We now know NuPIC BERT models run much more quickly on CPU, but there are more aspects to performance than just inference time. Specifically, we could look at throughput (queries per second) and latency (seconds per query).

In this tutorial, we focus on running a throughput benchmark to understand how the Inference Serve can help you support requests from a large pool of users. By experimenting with the number of simulated users and varying input lengths, we'll help you to understand the following questions:

What are the differences in throughput between the unoptimized BERT base model and optimized NuPIC BERT models?
What happens to throughput when we send longer text inputs to the models?
What happens to throughput when we have many users?
What is the relationship between throughput and latency?

We'll answer these questions by randomly sampling texts from a financial sentiment dataset, passing them as inputs to both unoptimized and NuPIC BERT models.

Quick Start

Before you start, make sure the NuPIC Inference Server is running, and the Python client/environment is set up.

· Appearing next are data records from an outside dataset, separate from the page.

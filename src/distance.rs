//! Euclidean distance over 2D/3D points.

use glam::{Vec2, Vec3};

/// A point with a Euclidean distance.
pub trait Point {
    /// Square root of the summed squared component differences.
    fn distance(&self, other: &Self) -> f32;
}

impl Point for Vec2 {
    #[inline]
    fn distance(&self, other: &Self) -> f32 {
        self.distance_squared(*other).sqrt()
    }
}

impl Point for Vec3 {
    #[inline]
    fn distance(&self, other: &Self) -> f32 {
        self.distance_squared(*other).sqrt()
    }
}

impl<const N: usize> Point for [f32; N] {
    #[inline]
    fn distance(&self, other: &Self) -> f32 {
        self.iter()
            .zip(other.iter())
            .map(|(a, b)| (a - b) * (a - b))
            .sum::<f32>()
            .sqrt()
    }
}

/// [`Point::distance`] as a free function, for use as a distance callback.
#[inline]
pub fn euclidean<P: Point>(a: &P, b: &P) -> f32 {
    a.distance(b)
}

#[cfg(test)]
mod tests {
    use super::*;

    #[test]
    fn three_four_five() {
        assert_eq!(euclidean(&Vec2::new(0.0, 0.0), &Vec2::new(3.0, 4.0)), 5.0);
        assert_eq!(euclidean(&[0.0f32, 0.0], &[3.0, 4.0]), 5.0);
    }

    #[test]
    fn vec3_matches_array() {
        let a = Vec3::new(1.0, -2.0, 3.0);
        let b = Vec3::new(-4.0, 0.5, 2.0);
        let via_glam = euclidean(&a, &b);
        let via_array = euclidean(&a.to_array(), &b.to_array());
        assert!((via_glam - via_array).abs() < 1e-6);
    }

    #[test]
    fn coincident_points_are_zero() {
        let p = Vec3::new(2.0, 2.0, 2.0);
        assert_eq!(euclidean(&p, &p), 0.0);
    }

    #[test]
    fn symmetric() {
        let a = [1.0f32, 5.0, -3.0];
        let b = [0.0f32, 2.0, 7.0];
        assert_eq!(euclidean(&a, &b), euclidean(&b, &a));
    }
}
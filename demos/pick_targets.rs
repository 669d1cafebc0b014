//! Pick spawn points with a refilling sampler, then lock on to the nearest targets.
//!
//! The spawn table is shorter than the wave, so the sampler cycles through it:
//! no point repeats until every point has been used once.

use erabu::math::{clamp_symmetric, point_along};
use erabu::{nearest_k_euclidean, PositionedItem, RefillPolicy, Sampler};
use glam::Vec3;

fn main() -> Result<(), Box<dyn std::error::Error>> {
    let spawn_points = ["north", "east", "south", "west", "roof"];

    let sampler = Sampler::new().with_seed(7);
    let wave = sampler.sample(&spawn_points, 12, Some(&["roof"][..]))?;
    println!("wave spawns (roof excluded): {wave:?}");

    let capped = sampler
        .with_policy(RefillPolicy::Cap)
        .sample(&spawn_points, 12, None)?;
    println!("one pass only:                {capped:?}");

    let targets = vec![
        PositionedItem::new("drone", Vec3::new(4.0, 0.0, 3.0)),
        PositionedItem::new("turret", Vec3::new(-1.0, 0.0, 1.0)),
        PositionedItem::new("crate", Vec3::new(10.0, 2.0, -7.0)),
        PositionedItem::new("sentry", Vec3::new(0.0, 1.0, -2.0)),
    ];
    let player = Vec3::ZERO;
    let locked = nearest_k_euclidean(&targets, &player, 2)?;
    println!("locked targets: {locked:?}");

    let aim = point_along(player, Vec3::new(1.0, 0.0, 1.0), 5.0);
    println!("aim point 5m ahead: {aim}");
    println!("recoil clamped: {}", clamp_symmetric(Vec3::new(0.4, -2.5, 1.2), 1.0));

    Ok(())
}
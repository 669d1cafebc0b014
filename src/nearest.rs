//! Nearest-item queries over positioned items.
//!
//! A linear scan finds the closest item to an origin; `nearest_k` repeats the
//! scan over a shrinking pool (a partial selection sort, O(k·n)). Game-object
//! counts are small enough that no spatial index is used.
//!
//! Ties resolve to the item that comes first in input order, on every pass.
//! A `NaN` distance ranks as `+inf`.

use crate::distance::Point;
use crate::error::SelectError;
use tracing::debug;

/// An identity paired with a position.
#[derive(Debug, Clone, Copy, PartialEq, Eq, Hash)]
pub struct PositionedItem<I, P> {
    pub id: I,
    pub position: P,
}

impl<I, P> PositionedItem<I, P> {
    pub fn new(id: I, position: P) -> Self {
        Self { id, position }
    }
}

impl<I, P> From<(I, P)> for PositionedItem<I, P> {
    fn from((id, position): (I, P)) -> Self {
        Self { id, position }
    }
}

/// Index (within `positions`) of the closest position, first wins on ties.
fn closest<'a, P, F>(
    positions: impl Iterator<Item = &'a P>,
    origin: &P,
    mut distance: F,
) -> Option<usize>
where
    P: 'a,
    F: FnMut(&P, &P) -> f32,
{
    let mut best: Option<(usize, f32)> = None;
    for (i, position) in positions.enumerate() {
        let mut d = distance(position, origin);
        if d.is_nan() {
            d = f32::INFINITY;
        }
        match best {
            Some((_, best_d)) if d >= best_d => {}
            _ => best = Some((i, d)),
        }
    }
    best.map(|(i, _)| i)
}

/// Index of the item closest to `origin`, or `None` if `items` is empty.
pub fn nearest_index<I, P, F>(
    items: &[PositionedItem<I, P>],
    origin: &P,
    distance: F,
) -> Option<usize>
where
    F: FnMut(&P, &P) -> f32,
{
    closest(items.iter().map(|it| &it.position), origin, distance)
}

/// Identity of the item closest to `origin`.
pub fn nearest<I, P, F>(
    items: &[PositionedItem<I, P>],
    origin: &P,
    distance: F,
) -> Result<I, SelectError>
where
    I: Clone,
    F: FnMut(&P, &P) -> f32,
{
    nearest_index(items, origin, distance)
        .map(|i| items[i].id.clone())
        .ok_or(SelectError::EmptySource)
}

/// Identities of the `k` items closest to `origin`, nearest first.
///
/// `k` is clamped to `items.len()`. `k == 0` returns an empty vector; any
/// other `k` on empty input is [`SelectError::EmptySource`].
pub fn nearest_k<I, P, F>(
    items: &[PositionedItem<I, P>],
    origin: &P,
    k: usize,
    mut distance: F,
) -> Result<Vec<I>, SelectError>
where
    I: Clone,
    F: FnMut(&P, &P) -> f32,
{
    if k == 0 {
        return Ok(Vec::new());
    }
    if items.is_empty() {
        return Err(SelectError::EmptySource);
    }
    if k > items.len() {
        debug!(requested = k, available = items.len(), "clamping nearest_k");
    }
    let k = k.min(items.len());

    // Kept in input order so later passes still break ties by original position.
    let mut pool: Vec<usize> = (0..items.len()).collect();
    let mut out = Vec::with_capacity(k);

    for _ in 0..k {
        let slot = closest(pool.iter().map(|&i| &items[i].position), origin, &mut distance)
            .ok_or(SelectError::EmptySource)?;
        let idx = pool.remove(slot);
        out.push(items[idx].id.clone());
    }

    Ok(out)
}

/// [`nearest`] with Euclidean distance.
pub fn nearest_euclidean<I: Clone, P: Point>(
    items: &[PositionedItem<I, P>],
    origin: &P,
) -> Result<I, SelectError> {
    nearest(items, origin, P::distance)
}

/// [`nearest_k`] with Euclidean distance.
pub fn nearest_k_euclidean<I: Clone, P: Point>(
    items: &[PositionedItem<I, P>],
    origin: &P,
    k: usize,
) -> Result<Vec<I>, SelectError> {
    nearest_k(items, origin, k, P::distance)
}
//! Ordered pairs [`Pair`], the elements of a [`Relation`].

use crate::prelude::*;

/// An ordered pair (x, y), also known as a maplet x ↦ y.
///
/// Two pairs are equal exactly when both of their entries are. A pair can't be modified after it's
/// built; use [`Pair::into_parts`] to take it apart instead.
#[derive(Clone, Copy, Default, PartialEq, Eq, Hash, PartialOrd, Ord, From, Into)]
pub struct Pair<X, Y> {
    /// The first entry.
    x: X,
    /// The second entry.
    y: Y,
}

impl<X: Debug, Y: Debug> Debug for Pair<X, Y> {
    fn fmt(&self, f: &mut Formatter<'_>) -> FmtResult {
        write!(f, "({:?}, {:?})", self.x, self.y)
    }
}

impl<X: Display, Y: Display> Display for Pair<X, Y> {
    fn fmt(&self, f: &mut Formatter<'_>) -> FmtResult {
        write!(f, "({}, {})", self.x, self.y)
    }
}

impl<X, Y> Pair<X, Y> {
    /// The ordered pair (x, y).
    pub const fn new(x: X, y: Y) -> Self {
        Self { x, y }
    }

    /// The first entry x of (x, y).
    pub const fn x(&self) -> &X {
        &self.x
    }

    /// The second entry y of (x, y).
    pub const fn y(&self) -> &Y {
        &self.y
    }

    /// Splits the pair into its entries.
    pub fn into_parts(self) -> (X, Y) {
        (self.x, self.y)
    }

    /// Takes the second entry, discarding the first.
    pub fn into_y(self) -> Y {
        self.y
    }

    /// The swapped pair (y, x).
    #[must_use]
    pub fn swap(self) -> Pair<Y, X> {
        Pair::new(self.y, self.x)
    }
}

We begin by navigating to the relevant subdirectory within your nupic/ folder:

cd nupic.examples/examples/throughput_test

Let's open throughput.py in a text editor to look at some configurations:

N_CLIENTS = [1, 2, 4]
SEQ_LENS = [64, 128]
URL = "localhost:8000"
MODELS = [
  "bert.base-wotokenizer",
  "nupic-sbert.large-v1-wotokenizer",
  "nupic-sbert.base-v3-wotokenizer",
]

By default, the script will simulate 1, 2 and 4 users (aka clients) who are all trying to send requests to the inference server at the same time. We will also simulate scenarios in which users are sending inputs of different sequence lengths (defaults are 64 and 128).

For simplicity, we assume the Inference Server is hosted locally, but you can edit the URL if you have a remote setup.

Here we want to compare three models: the unoptimized bert.base model, and the optimized nupic-sbert.large-v1 and nupic-sbert.base-v3 models. You may recall that nupic-sbert.base-v3 is a smaller version of nupic-sbert.large-v1.

Since we are interested in measuring model throughput, we are measuring the models without their tokenizers, so as to avoid any overheads. Instead, tokenization is performed on the client side.

Alright, let's get started with the experiment. We're simulating many scenarios, so this may take a while.

python throughput_test.py

Expected output:

Running 18 Tests:

Test 1:
-------

          Model : bert.base-wotokenizer
    Num Clients : 1
     Seq length : 64
...

When it's done, results are logged to results.csv in the same directory. If you want to visualise these results, use the provided Jupyter notebook analysis.ipynb.

In More Detail

For your convenience, we've already ran the experiments on a wider range of clients and sequence lengths. Note that we used a larger number of clients (16, 32, 64 and 128) in order to depict a high-traffic scenario where the inference server is severely overloaded. With this setup, we'll highlight some trends to address the questions introduced earlier.

Looking at the diagram below, in terms of total throughput, nupic-sbert.large-v1 and nupic-sbert.base-v3 can serve approximately 2x and 7x more requests than hf-bert.base-1-v0. But let's dig a little deeper.

In the next diagram, we focus on the experience of each user. We see that all models show decreasing throughput when users send longer texts, as expected. This means that if each user needs to send multiple requests at once, the inference server can process them faster if each request is shorter.

What's particularly interesting is that for a given sequence length, NuPIC models are always able to serve more requests per client per second. Moreover, nupic-sbert-base-v3 (the lightweight model) with a input length of 512 is able to almost match the performance of bert.base running with a much shorter input length of 64! What this tells us is that in the challenging scenario of having to server simultaneous requests from each client, each with long input lengths, NuPIC models are the way to go.

In our third diagram, we look at what happens when there are many users trying to access your model at the same time. For all models, throughput suffers when we have to serve more clients. But again, note that nupic-sbert.base-v3 shows about the same throughput with 128 clients as bert.base serving just 16 clients!

Lastly, we see that throughput and latency have a negative relationship. Generally, if you need high throughput, you'll have to trade off latency and vice-verse. In the digram, data points with high latency depict scenarios with a large number of clients and/or sequence length. What's important to note there is that data points from NuPIC BERT models tend towards the upper left of the graph (high throughput, low latency), while the regular BERT model tends towards the lower right (low throughput, high latency). So while we still can't have our cake and eat it, NuPIC is about as good as it gets. To further tune NuPIC to trade-off between throughput and latency, you can refer to our guide here.

So what's the TLDR? Compared to unoptimized BERT models, NuPIC BERT models running on our Inference Server generally give higher throughput, and this continues to be true under challenging conditions of longer input lengths and many simultaneous clients. This means NuPIC BERT models are an excellent choice to ensure your users get a good experience even under the most challenging workloads at scale.